What you will do
Retype, word for word, every line of the records below starting at the one that contains "pub mod error;" and ending at the one that contains "pub use error::FlowError;"; include both of those lines and nothing more.

== Given entries ==

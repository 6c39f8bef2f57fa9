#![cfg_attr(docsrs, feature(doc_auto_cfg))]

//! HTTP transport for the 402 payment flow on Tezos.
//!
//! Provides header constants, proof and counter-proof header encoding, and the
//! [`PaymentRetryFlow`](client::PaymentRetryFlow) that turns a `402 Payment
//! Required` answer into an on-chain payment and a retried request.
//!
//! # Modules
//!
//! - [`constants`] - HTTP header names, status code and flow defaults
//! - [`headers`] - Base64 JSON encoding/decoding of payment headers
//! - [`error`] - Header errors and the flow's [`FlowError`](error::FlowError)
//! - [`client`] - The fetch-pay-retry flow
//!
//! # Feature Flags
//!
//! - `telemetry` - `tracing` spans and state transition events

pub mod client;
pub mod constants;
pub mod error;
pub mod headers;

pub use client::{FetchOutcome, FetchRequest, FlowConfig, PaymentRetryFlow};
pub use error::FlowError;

===
== Given entries ==

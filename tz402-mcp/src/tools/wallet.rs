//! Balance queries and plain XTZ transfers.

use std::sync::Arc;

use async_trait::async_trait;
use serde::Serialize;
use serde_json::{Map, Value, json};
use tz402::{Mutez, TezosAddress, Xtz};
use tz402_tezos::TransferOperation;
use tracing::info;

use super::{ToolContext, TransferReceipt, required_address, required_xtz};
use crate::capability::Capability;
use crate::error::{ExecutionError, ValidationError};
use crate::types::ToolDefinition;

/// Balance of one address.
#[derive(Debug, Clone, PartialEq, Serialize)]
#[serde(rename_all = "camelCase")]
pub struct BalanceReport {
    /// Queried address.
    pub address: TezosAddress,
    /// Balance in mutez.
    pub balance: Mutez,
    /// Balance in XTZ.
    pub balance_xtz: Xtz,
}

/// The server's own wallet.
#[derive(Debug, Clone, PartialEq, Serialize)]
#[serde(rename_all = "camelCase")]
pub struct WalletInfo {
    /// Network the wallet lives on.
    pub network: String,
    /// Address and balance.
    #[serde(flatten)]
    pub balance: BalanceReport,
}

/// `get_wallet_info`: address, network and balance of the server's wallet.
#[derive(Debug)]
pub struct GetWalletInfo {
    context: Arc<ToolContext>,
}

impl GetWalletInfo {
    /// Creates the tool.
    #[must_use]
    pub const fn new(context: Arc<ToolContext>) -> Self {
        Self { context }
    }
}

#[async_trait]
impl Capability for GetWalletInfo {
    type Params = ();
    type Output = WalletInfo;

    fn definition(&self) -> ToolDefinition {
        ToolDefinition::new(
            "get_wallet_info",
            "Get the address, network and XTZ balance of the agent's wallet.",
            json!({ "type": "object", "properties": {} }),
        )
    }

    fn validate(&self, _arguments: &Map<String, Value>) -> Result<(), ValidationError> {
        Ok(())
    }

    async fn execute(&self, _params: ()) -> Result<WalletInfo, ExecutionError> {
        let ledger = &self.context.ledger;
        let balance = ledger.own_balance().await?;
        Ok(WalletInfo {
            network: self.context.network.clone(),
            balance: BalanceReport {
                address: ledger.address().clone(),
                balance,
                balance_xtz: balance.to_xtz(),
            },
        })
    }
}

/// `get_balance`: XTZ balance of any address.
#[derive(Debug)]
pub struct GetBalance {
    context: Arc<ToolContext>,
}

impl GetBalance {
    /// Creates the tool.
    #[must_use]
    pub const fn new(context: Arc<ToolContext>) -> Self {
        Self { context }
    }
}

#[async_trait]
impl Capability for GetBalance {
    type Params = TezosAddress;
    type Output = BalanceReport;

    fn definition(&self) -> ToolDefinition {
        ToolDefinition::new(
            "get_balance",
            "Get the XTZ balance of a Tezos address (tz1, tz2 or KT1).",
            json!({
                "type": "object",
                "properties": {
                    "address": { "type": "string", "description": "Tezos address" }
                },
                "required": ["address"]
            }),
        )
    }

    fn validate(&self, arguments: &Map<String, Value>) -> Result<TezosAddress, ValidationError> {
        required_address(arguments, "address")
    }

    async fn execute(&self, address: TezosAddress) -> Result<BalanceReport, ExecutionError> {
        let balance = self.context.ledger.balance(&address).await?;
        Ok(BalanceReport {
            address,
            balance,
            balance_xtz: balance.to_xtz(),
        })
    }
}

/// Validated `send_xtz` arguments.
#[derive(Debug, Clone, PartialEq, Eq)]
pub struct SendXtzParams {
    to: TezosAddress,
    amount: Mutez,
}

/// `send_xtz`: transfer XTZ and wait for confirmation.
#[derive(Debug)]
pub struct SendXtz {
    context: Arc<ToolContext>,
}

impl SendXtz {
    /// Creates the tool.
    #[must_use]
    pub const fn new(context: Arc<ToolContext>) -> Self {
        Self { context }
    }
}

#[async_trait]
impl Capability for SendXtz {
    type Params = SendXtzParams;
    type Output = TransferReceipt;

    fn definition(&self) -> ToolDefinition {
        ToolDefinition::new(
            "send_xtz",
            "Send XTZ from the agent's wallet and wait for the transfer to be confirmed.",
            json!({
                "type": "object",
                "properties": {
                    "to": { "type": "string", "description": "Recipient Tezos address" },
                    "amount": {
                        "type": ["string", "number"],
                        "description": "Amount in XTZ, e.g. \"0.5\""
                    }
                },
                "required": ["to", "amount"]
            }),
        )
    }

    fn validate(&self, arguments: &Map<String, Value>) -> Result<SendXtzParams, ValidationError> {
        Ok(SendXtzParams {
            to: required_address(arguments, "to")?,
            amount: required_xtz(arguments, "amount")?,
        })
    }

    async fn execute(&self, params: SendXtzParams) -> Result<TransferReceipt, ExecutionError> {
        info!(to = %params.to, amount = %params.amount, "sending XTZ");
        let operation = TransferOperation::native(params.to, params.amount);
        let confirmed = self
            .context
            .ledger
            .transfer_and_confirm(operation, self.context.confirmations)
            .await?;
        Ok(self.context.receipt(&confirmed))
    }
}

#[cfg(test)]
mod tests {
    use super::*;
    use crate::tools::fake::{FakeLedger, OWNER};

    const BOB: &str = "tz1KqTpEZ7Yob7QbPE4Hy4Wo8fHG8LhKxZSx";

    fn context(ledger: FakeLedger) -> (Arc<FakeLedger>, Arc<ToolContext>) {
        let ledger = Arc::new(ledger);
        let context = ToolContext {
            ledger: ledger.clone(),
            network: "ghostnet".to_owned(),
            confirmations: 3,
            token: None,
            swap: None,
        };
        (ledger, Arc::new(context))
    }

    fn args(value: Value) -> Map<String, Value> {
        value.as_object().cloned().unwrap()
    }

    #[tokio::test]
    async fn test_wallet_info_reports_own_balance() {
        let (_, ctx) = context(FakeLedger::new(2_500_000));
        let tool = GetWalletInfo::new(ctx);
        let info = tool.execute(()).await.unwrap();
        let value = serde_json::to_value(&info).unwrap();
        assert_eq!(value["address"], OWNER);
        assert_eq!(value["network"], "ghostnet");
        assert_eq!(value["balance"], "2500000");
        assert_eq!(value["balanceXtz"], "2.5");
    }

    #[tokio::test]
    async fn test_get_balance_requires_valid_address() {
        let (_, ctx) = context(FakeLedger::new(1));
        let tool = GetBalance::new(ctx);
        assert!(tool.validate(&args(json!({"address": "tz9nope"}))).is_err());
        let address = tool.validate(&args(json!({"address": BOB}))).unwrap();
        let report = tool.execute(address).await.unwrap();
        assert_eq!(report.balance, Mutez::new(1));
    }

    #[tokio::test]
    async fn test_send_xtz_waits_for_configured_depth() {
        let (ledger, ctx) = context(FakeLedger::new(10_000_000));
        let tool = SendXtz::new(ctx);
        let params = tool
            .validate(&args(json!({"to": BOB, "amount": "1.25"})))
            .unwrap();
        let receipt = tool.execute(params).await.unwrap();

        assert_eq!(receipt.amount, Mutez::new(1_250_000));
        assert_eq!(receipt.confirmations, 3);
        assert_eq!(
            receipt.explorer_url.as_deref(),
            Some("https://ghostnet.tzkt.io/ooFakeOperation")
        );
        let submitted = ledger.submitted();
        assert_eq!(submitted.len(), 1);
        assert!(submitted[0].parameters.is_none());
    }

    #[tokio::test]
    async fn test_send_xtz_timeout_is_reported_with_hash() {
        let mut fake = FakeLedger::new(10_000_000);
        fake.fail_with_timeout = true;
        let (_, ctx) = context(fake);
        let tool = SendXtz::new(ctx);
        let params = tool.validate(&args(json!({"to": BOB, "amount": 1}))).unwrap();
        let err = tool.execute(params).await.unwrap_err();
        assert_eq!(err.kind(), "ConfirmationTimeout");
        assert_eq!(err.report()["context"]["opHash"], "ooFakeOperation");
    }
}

===

Your solution
pub mod error;
pub mod headers;

pub use client::{FetchOutcome, FetchRequest, FlowConfig, PaymentRetryFlow};
pub use error::FlowError;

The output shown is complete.